- **Exercise**
Look through the listing and locate every line containing the word "debug"; copy those lines.

******************************

impl InteractionController {
    pub fn new(api: Arc<dyn ExploreApi>, store: Arc<dyn PersistenceStore>) -> Arc<Self> {
        let (events, _) = broadcast::channel(256);
        Arc::new(Self {
            api,
            store,
            inner: Mutex::new(ControllerState::default()),
            events,
        })
    }

    pub fn subscribe_events(&self) -> broadcast::Receiver<ControllerEvent> {
        self.events.subscribe()
    }

    pub async fn snapshot(&self) -> ControllerSnapshot {
        self.inner.lock().await.snapshot.clone()
    }

    fn emit(&self, event: ControllerEvent) {
        let _ = self.events.send(event);
    }

    async fn persist(&self, key: &str, value: &str) -> Result<(), ClientError> {
        self.store
            .set(key, value)
            .await
            .map_err(ClientError::storage)
    }

    async fn load(&self, key: &str) -> Result<Option<String>, ClientError> {
        self.store.get(key).await.map_err(ClientError::storage)
    }

    /// Loads goal, personalization, sub-tasks and summary from the store.
    pub async fn restore(&self) -> Result<(), ClientError> {
        let goal = self.load(keys::GOAL).await?.unwrap_or_default();
        let personalization = self.load(keys::PERSONALIZATION).await?.unwrap_or_default();
        let summary = self.load(keys::SUMMARY).await?.unwrap_or_default();
        let tasks = match self.load(keys::TASKS).await? {
            Some(raw) => match serde_json::from_str::<Vec<String>>(&raw) {
                Ok(texts) => sub_tasks_from_texts(texts),
                Err(err) => {
                    warn!("controller: ignoring malformed persisted task list: {err}");
                    Vec::new()
                }
            },
            None => Vec::new(),
        };

        {
            let mut guard = self.inner.lock().await;
            guard.snapshot.goal = goal;
            guard.snapshot.personalization = personalization;
            guard.snapshot.summary = summary;
            guard.snapshot.tasks = tasks;
            guard.go_to_goal_view();
            info!(
                tasks = guard.snapshot.tasks.len(),
                "controller: restored persisted state"
            );
        }
        self.emit(ControllerEvent::Restored);
        Ok(())
    }

    pub async fn set_goal(&self, goal: &str) -> Result<(), ClientError> {
        {
            let mut guard = self.inner.lock().await;
            self.persist(keys::GOAL, goal).await?;
            guard.snapshot.goal = goal.to_string();
        }
        self.emit(ControllerEvent::GoalChanged(goal.to_string()));
        Ok(())
    }

    pub async fn set_personalization(&self, personalization: &str) -> Result<(), ClientError> {
        {
            let mut guard = self.inner.lock().await;
            self.persist(keys::PERSONALIZATION, personalization).await?;
            guard.snapshot.personalization = personalization.to_string();
        }
        self.emit(ControllerEvent::PersonalizationChanged(
            personalization.to_string(),
        ));
        Ok(())
    }

    /// Replaces the sub-task list with a fresh decomposition of `goal`.
    ///
    /// A blank goal is a no-op. Personalization is persisted before the call
    /// whether or not the call succeeds.
    pub async fn decompose(
        &self,
        goal: &str,
        personalization: &str,
    ) -> Result<Completion<Vec<SubTask>>, ClientError> {
        if goal.trim().is_empty() {
            debug!("controller: skipping decompose for blank goal");
            return Ok(Completion::Skipped);
        }

        let generation = self.begin_call(CallKind::Decompose).await;
        {
            let mut guard = self.inner.lock().await;
            if !guard.generations.is_current(CallKind::Decompose, generation) {
                debug!(generation, "controller: decompose superseded before request");
                return Ok(Completion::Superseded);
            }
            let persisted = match self.persist(keys::PERSONALIZATION, personalization).await {
                Ok(()) => self.persist(keys::GOAL, goal).await,
                Err(err) => Err(err),
            };
            if let Err(err) = persisted {
                return Err(self.fail_call(&mut guard, CallKind::Decompose, err));
            }
            guard.snapshot.personalization = personalization.to_string();
            guard.snapshot.goal = goal.to_string();
        }
        self.emit(ControllerEvent::PersonalizationChanged(
            personalization.to_string(),
        ));
        self.emit(ControllerEvent::GoalChanged(goal.to_string()));

        info!(generation, "controller: decompose requested");
        let result = self
            .api
            .decompose(ExploreRequest::new(goal, personalization))
            .await;

        let mut guard = self.inner.lock().await;
        if !guard.generations.is_current(CallKind::Decompose, generation) {
            debug!(generation, "controller: discarding superseded decompose response");
            return Ok(Completion::Superseded);
        }

        let tasks = match result {
            Ok(res) => sub_tasks_from_texts(res.sub_problems),
            Err(err) => return Err(self.fail_call(&mut guard, CallKind::Decompose, err)),
        };

        let texts: Vec<&str> = tasks.iter().map(|task| task.text.as_str()).collect();
        let persisted = match serde_json::to_string(&texts) {
            Ok(serialized) => self.persist(keys::TASKS, &serialized).await,
            Err(err) => Err(ClientError::Storage(format!("failed to encode tasks: {err}"))),
        };
        if let Err(err) = persisted {
            return Err(self.fail_call(&mut guard, CallKind::Decompose, err));
        }

        guard.snapshot.tasks = tasks.clone();
        guard.snapshot.statuses.decompose = CallStatus::Idle;
        guard.go_to_goal_view();
        drop(guard);

        info!(tasks = tasks.len(), "controller: decompose applied");
        self.emit(ControllerEvent::TasksReplaced(tasks.clone()));
        self.emit(ControllerEvent::Navigated(View::Goal));
        Ok(Completion::Applied(tasks))
    }

    /// Enters a sub-task's detail view and fetches its options.
    ///
    /// Any selection made earlier for this sub-task is discarded.
    pub async fn open_task(&self, id: SubTaskId) -> Result<Completion<OptionSet>, ClientError> {
        let (generation, text, personalization) = {
            let mut guard = self.inner.lock().await;
            let text = guard
                .snapshot
                .task(id)
                .map(|task| task.text.clone())
                .ok_or_else(|| ClientError::UnknownSubTask(id.to_string()))?;
            guard.snapshot.view = View::Task(id);
            guard.snapshot.active_options = None;
            guard.snapshot.statuses.options = CallStatus::Loading;
            let generation = guard.generations.bump(CallKind::Options);
            (generation, text, guard.snapshot.personalization.clone())
        };
        self.emit(ControllerEvent::Navigated(View::Task(id)));
        self.emit(ControllerEvent::CallStarted(CallKind::Options));
        info!(generation, task = %text, "controller: loading options");

        let result = self
            .api
            .options(ExploreRequest::new(text, personalization))
            .await;

        let mut guard = self.inner.lock().await;
        if !guard.generations.is_current(CallKind::Options, generation)
            || guard.snapshot.view != View::Task(id)
        {
            debug!(generation, "controller: discarding superseded options response");
            return Ok(Completion::Superseded);
        }

        let options = match result {
            Ok(res) => OptionSet {
                recommended: res.recommended,
                options: res.options,
            },
            Err(err) => return Err(self.fail_call(&mut guard, CallKind::Options, err)),
        };

        guard.snapshot.active_options = Some(ActiveOptions {
            task_id: id,
            options: options.clone(),
            selection: Selection::for_options(&options),
        });
        guard.snapshot.statuses.options = CallStatus::Idle;
        drop(guard);

        self.emit(ControllerEvent::OptionsLoaded {
            task_id: id,
            options: options.clone(),
        });
        Ok(Completion::Applied(options))
    }

    /// Opens the detail view addressed by a percent-encoded task route.
    pub async fn open_route(&self, path: &str) -> Result<Completion<OptionSet>, ClientError> {
        let text = decode_task_route(path)
            .map_err(|err| ClientError::UnknownSubTask(format!("{path}: {err}")))?;
        let id = {
            let guard = self.inner.lock().await;
            resolve_task(&guard.snapshot.tasks, &text)
                .map(|task| task.id)
                .ok_or_else(|| ClientError::UnknownSubTask(text.clone()))?
        };
        self.open_task(id).await
    }

    /// Re-issues the options request for the open sub-task.
    pub async fn reload_options(&self) -> Result<Completion<OptionSet>, ClientError> {
        let view = self.inner.lock().await.snapshot.view;
        match view {
            View::Task(id) => self.open_task(id).await,
            View::Goal => Err(ClientError::NoActiveTask),
        }
    }

    /// Flips one checkbox of the open sub-task. Local only.
    pub async fn toggle_selection(&self, index: usize) -> Result<bool, ClientError> {
        let (task_id, selection, checked) = {
            let mut guard = self.inner.lock().await;
            let view = guard.snapshot.view;
            let active = guard
                .snapshot
                .active_options
                .as_mut()
                .filter(|active| view == View::Task(active.task_id))
                .ok_or(ClientError::NoActiveTask)?;
            let checked = active.selection.toggle(index)?;
            (active.task_id, active.selection.clone(), checked)
        };
        debug!(index, checked, "controller: toggled option");
        self.emit(ControllerEvent::SelectionChanged { task_id, selection });
        Ok(checked)
    }

    /// Folds the checked options of the open sub-task into personalization
    /// and returns to the goal view.
    pub async fn commit_selections(&self) -> Result<Option<String>, ClientError> {
        let selected = {
            let guard = self.inner.lock().await;
            match (&guard.snapshot.active_options, guard.snapshot.view) {
                (Some(active), View::Task(id)) if active.task_id == id => {
                    active.selection.selected_texts(&active.options)
                }
                _ => Vec::new(),
            }
        };
        self.commit_selections_to_personalization(&selected).await
    }

    /// Appends `"I like a and b"` to the stored personalization.
    ///
    /// With nothing selected the stored text is left untouched.
    pub async fn commit_selections_to_personalization(
        &self,
        selected: &[String],
    ) -> Result<Option<String>, ClientError> {
        let updated = {
            let mut guard = self.inner.lock().await;
            let existing = self.load(keys::PERSONALIZATION).await?.unwrap_or_default();
            let updated = append_likes(&existing, selected);
            if let Some(updated) = &updated {
                self.persist(keys::PERSONALIZATION, updated).await?;
                info!(
                    liked = selected.len(),
                    "controller: personalization extended from selections"
                );
                guard.snapshot.personalization = updated.clone();
            }
            guard.go_to_goal_view();
            updated
        };

        if let Some(updated) = &updated {
            self.emit(ControllerEvent::PersonalizationChanged(updated.clone()));
        }
        self.emit(ControllerEvent::Navigated(View::Goal));
        Ok(updated)
    }

    /// Leaves a detail view; a pending options response for it is dropped.
    pub async fn back_to_goal(&self) {
        self.inner.lock().await.go_to_goal_view();
        self.emit(ControllerEvent::Navigated(View::Goal));
    }

    /// Generates a personalized summary for `goal`.
    ///
    /// Rejected without a network call when personalization is blank.
    pub async fn summarize(
        &self,
        goal: &str,
        personalization: &str,
    ) -> Result<Completion<String>, ClientError> {
        if personalization.trim().is_empty() {
            let err = ClientError::PersonalizationRequired;
            self.inner.lock().await.snapshot.notice = Some(err.to_string());
            self.emit(ControllerEvent::Notice(err.to_string()));
            return Err(err);
        }

        let text = if goal.trim().is_empty() {
            DEFAULT_SUMMARY_PROMPT
        } else {
            goal
        };

        let generation = self.begin_call(CallKind::Summary).await;
        info!(generation, "controller: summary requested");
        let result = self
            .api
            .summary(ExploreRequest::new(text, personalization))
            .await;

        let mut guard = self.inner.lock().await;
        if !guard.generations.is_current(CallKind::Summary, generation) {
            debug!(generation, "controller: discarding superseded summary response");
            return Ok(Completion::Superseded);
        }

        let summary = match result {
            Ok(res) => res.summary,
            Err(err) => return Err(self.fail_call(&mut guard, CallKind::Summary, err)),
        };
        if let Err(err) = self.persist(keys::SUMMARY, &summary).await {
            return Err(self.fail_call(&mut guard, CallKind::Summary, err));
        }

        guard.snapshot.summary = summary.clone();
        guard.snapshot.statuses.summary = CallStatus::Idle;
        drop(guard);

        self.emit(ControllerEvent::SummaryUpdated(summary.clone()));
        Ok(Completion::Applied(summary))
    }

    pub async fn dismiss_notice(&self) {
        self.inner.lock().await.snapshot.notice = None;
    }

    /// Clears goal, personalization, sub-tasks and summary from memory and
    /// storage, and invalidates every in-flight request.
    pub async fn reset_all(&self) -> Result<(), ClientError> {
        {
            let mut guard = self.inner.lock().await;
            for kind in [CallKind::Decompose, CallKind::Options, CallKind::Summary] {
                guard.generations.bump(kind);
            }
            guard.snapshot = ControllerSnapshot::default();
            for key in keys::ALL {
                self.store.clear(key).await.map_err(ClientError::storage)?;
            }
        }
        info!("controller: reset all state");
        self.emit(ControllerEvent::Reset);
        Ok(())
    }

    async fn begin_call(&self, kind: CallKind) -> u64 {
        let generation = {
            let mut guard = self.inner.lock().await;
            *guard.snapshot.status_mut(kind) = CallStatus::Loading;
            guard.generations.bump(kind)
        };
        self.emit(ControllerEvent::CallStarted(kind));
        generation
    }

    /// Records a failure of the current request of `kind` and hands the error back.
    fn fail_call(
        &self,
        state: &mut ControllerState,
        kind: CallKind,
        error: ClientError,
    ) -> ClientError {
        warn!(?kind, "controller: call failed: {error}");
        *state.snapshot.status_mut(kind) = CallStatus::Failed(error.clone());
        self.emit(ControllerEvent::CallFailed {
            kind,
            error: error.clone(),
        });
        error
    }
}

******************************

- **Task response**
            debug!("controller: skipping decompose for blank goal");
                debug!(generation, "controller: decompose superseded before request");
            debug!(generation, "controller: discarding superseded decompose response");
            debug!(generation, "controller: discarding superseded options response");
        debug!(index, checked, "controller: toggled option");
            debug!(generation, "controller: discarding superseded summary response");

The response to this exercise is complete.